Collected data entries:

======

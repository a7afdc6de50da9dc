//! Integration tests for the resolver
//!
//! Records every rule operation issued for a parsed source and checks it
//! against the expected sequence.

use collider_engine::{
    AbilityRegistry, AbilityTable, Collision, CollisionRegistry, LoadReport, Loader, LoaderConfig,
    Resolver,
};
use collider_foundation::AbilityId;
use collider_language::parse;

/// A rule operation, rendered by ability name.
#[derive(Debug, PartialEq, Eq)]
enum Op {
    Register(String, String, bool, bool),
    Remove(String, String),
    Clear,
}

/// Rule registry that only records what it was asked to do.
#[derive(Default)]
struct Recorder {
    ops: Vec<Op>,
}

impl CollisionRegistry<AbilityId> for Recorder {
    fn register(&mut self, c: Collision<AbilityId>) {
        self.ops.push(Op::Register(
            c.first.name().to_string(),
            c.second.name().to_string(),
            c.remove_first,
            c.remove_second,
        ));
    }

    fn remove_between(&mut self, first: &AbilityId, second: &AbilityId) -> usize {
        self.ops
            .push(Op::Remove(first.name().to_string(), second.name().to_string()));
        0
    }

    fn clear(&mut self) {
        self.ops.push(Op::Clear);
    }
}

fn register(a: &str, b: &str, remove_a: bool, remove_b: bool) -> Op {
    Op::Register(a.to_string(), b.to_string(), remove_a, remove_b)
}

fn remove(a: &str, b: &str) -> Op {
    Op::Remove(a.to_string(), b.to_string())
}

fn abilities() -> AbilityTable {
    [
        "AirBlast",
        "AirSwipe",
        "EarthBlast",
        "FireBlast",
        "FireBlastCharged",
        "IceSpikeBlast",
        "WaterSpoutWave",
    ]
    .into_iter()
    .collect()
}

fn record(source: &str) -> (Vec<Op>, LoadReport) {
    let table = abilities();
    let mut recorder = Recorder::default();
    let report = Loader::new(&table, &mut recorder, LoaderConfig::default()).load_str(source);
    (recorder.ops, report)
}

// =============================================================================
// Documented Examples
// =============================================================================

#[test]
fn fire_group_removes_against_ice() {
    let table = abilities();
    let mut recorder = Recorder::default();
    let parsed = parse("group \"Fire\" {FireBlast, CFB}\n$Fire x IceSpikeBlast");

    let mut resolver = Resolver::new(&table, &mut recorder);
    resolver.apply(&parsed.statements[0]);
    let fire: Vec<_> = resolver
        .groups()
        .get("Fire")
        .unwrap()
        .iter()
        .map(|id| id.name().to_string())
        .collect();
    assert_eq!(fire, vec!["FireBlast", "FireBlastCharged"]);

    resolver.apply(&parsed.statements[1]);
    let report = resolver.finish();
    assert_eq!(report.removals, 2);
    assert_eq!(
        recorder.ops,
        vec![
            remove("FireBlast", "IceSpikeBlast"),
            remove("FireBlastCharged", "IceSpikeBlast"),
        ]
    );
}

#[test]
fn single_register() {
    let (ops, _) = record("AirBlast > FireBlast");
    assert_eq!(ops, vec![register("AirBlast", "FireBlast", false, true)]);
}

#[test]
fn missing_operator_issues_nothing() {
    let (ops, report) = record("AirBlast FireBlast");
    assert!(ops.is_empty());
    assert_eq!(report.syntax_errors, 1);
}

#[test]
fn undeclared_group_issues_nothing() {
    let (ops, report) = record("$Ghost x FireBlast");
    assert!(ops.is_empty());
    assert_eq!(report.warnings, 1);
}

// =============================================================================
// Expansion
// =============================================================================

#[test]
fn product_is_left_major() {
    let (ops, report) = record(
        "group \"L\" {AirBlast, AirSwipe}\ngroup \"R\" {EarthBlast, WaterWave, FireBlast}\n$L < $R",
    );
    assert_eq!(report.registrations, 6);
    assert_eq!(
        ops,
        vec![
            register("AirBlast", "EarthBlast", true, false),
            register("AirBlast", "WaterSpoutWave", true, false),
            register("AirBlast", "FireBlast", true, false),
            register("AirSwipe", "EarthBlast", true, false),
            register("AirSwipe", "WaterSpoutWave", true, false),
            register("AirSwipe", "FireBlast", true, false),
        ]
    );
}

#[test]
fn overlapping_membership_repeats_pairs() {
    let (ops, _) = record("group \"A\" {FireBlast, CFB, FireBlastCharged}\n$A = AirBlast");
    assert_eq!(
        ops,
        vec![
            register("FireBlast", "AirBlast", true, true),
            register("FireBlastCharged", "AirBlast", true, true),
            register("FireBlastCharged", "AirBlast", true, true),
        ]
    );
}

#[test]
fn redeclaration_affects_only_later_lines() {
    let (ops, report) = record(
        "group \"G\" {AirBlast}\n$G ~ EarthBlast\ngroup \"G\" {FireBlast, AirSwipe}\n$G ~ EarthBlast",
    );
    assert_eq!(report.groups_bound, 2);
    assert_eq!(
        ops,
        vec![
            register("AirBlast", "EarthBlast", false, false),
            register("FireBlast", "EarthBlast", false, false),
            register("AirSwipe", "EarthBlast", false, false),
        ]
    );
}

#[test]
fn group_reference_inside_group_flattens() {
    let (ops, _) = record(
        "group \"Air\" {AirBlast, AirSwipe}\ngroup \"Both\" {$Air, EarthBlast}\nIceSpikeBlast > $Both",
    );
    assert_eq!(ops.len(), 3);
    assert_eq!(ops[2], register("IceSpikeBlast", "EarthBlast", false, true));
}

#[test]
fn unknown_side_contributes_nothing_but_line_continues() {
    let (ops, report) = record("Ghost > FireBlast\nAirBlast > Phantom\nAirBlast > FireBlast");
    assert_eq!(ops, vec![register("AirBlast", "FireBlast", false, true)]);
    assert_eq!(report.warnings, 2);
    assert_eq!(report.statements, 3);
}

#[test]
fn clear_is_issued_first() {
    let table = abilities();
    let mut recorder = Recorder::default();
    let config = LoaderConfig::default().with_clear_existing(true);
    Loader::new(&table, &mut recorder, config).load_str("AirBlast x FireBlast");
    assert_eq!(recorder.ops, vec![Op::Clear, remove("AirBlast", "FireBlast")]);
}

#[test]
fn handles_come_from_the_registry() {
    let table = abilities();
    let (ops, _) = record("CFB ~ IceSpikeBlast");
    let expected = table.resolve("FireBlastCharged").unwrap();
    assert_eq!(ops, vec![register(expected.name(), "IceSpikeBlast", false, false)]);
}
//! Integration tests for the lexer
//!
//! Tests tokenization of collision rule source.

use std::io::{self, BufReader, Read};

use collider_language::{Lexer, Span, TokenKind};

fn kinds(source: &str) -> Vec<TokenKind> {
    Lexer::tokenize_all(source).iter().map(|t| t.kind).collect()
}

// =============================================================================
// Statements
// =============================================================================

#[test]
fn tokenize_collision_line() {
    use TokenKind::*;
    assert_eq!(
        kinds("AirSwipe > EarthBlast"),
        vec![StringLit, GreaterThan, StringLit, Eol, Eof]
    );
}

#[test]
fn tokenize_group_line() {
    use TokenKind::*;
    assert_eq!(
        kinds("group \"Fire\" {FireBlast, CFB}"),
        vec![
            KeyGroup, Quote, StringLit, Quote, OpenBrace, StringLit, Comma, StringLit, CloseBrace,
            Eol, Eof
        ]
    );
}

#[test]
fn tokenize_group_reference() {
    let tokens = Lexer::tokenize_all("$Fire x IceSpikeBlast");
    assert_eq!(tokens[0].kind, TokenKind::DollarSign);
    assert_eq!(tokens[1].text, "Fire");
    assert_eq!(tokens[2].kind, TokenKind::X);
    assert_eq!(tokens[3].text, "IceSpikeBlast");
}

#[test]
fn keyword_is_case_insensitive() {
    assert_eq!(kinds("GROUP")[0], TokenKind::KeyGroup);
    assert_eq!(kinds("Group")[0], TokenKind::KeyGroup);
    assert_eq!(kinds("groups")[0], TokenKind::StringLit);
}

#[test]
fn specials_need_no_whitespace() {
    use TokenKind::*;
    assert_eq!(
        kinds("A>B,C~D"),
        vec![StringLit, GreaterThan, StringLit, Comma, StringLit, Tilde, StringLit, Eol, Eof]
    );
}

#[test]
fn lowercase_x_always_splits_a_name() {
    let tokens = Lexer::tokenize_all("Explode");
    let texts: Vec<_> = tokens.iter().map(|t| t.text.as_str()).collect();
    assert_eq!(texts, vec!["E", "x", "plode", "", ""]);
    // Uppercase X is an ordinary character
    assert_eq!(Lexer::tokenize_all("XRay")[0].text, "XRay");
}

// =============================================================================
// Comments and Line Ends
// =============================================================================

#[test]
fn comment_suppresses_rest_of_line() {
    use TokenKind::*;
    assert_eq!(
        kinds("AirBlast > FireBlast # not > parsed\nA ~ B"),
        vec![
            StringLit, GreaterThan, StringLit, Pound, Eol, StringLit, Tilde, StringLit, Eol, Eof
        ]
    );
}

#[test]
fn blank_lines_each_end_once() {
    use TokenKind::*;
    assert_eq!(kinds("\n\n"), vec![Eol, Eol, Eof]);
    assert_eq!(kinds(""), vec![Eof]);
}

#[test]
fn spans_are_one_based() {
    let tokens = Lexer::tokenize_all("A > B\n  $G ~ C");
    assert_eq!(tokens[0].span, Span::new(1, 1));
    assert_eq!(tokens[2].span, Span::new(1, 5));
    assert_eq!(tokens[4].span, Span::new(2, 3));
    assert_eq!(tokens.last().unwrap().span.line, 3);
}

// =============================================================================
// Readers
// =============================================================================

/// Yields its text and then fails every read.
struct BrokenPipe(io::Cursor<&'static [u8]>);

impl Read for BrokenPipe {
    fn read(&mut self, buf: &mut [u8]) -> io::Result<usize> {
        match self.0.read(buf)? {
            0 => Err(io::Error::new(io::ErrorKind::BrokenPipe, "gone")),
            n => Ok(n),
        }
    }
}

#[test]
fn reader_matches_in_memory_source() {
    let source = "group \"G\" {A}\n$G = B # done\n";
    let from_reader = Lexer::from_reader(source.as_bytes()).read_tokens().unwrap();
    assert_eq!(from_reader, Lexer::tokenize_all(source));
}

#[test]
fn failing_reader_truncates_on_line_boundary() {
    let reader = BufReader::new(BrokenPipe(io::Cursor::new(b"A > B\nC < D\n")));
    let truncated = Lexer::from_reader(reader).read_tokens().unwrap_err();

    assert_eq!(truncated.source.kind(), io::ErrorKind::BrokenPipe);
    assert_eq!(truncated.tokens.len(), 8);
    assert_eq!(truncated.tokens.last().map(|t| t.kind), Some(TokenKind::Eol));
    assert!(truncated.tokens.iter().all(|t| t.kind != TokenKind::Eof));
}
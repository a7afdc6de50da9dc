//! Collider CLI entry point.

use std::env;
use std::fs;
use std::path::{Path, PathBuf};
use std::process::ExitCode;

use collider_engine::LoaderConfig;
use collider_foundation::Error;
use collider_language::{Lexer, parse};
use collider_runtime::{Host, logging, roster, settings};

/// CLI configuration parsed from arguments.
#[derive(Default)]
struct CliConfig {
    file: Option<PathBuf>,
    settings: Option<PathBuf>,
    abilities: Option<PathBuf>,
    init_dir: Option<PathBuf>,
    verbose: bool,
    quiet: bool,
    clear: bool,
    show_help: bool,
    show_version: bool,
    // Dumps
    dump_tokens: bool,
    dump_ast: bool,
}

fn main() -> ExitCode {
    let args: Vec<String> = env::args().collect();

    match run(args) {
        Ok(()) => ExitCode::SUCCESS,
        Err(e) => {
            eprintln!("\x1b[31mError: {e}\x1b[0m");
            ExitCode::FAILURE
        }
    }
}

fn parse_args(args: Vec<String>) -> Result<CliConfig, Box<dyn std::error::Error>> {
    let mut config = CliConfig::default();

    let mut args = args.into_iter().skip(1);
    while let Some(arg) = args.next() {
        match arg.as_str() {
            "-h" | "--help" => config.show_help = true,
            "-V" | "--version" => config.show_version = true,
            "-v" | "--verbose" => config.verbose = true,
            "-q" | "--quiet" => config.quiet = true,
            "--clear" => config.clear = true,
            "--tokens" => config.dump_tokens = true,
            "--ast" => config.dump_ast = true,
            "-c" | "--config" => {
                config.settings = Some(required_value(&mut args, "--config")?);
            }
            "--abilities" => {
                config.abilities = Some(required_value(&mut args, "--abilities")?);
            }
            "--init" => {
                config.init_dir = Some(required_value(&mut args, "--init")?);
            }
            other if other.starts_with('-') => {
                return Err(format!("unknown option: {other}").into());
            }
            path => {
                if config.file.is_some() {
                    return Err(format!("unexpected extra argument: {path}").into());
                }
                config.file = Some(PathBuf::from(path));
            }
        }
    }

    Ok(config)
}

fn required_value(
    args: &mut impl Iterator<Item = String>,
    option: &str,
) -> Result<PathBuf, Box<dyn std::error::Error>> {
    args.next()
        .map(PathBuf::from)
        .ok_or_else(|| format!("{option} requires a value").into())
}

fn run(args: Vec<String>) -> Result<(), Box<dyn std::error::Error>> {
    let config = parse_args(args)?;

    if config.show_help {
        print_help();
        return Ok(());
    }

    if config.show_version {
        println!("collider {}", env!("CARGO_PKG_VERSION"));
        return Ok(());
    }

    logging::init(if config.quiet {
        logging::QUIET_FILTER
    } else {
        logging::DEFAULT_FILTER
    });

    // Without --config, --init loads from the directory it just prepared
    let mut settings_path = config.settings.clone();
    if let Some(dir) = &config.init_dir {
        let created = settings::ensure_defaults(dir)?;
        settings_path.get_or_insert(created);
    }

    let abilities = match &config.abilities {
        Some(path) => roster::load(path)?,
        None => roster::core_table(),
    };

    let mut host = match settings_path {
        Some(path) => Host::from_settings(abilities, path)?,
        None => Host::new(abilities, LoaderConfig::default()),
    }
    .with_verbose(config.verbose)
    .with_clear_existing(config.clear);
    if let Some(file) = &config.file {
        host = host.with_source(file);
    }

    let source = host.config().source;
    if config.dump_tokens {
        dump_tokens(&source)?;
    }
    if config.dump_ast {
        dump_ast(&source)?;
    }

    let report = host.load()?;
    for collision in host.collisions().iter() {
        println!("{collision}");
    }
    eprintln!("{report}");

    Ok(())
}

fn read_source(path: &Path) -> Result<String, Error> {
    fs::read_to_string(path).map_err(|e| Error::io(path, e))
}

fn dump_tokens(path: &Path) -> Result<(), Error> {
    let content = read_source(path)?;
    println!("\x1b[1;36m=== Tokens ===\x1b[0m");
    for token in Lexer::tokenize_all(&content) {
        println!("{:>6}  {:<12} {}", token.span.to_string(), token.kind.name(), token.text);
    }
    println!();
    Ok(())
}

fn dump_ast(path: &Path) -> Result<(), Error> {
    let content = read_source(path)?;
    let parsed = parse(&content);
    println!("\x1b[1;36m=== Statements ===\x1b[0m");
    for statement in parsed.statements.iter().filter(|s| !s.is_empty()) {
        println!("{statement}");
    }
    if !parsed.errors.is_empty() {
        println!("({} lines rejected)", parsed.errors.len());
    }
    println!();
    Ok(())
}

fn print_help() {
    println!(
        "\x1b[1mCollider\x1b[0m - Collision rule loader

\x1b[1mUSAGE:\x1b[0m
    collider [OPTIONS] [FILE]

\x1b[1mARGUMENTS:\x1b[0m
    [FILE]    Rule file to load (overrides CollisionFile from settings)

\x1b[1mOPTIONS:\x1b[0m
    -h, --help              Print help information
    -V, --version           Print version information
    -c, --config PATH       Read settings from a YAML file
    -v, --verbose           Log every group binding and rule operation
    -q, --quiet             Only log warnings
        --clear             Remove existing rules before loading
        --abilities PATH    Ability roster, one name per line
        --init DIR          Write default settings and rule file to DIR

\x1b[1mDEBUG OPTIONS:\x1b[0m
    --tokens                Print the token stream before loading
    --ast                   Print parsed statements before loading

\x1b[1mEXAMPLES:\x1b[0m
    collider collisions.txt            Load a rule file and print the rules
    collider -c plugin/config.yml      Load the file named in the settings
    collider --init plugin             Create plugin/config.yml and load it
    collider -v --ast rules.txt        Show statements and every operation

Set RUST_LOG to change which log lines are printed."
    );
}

======

◆ Required work
For the entries, state the number of lines that include the string "parsed". Add no other words.

◆ Task output
11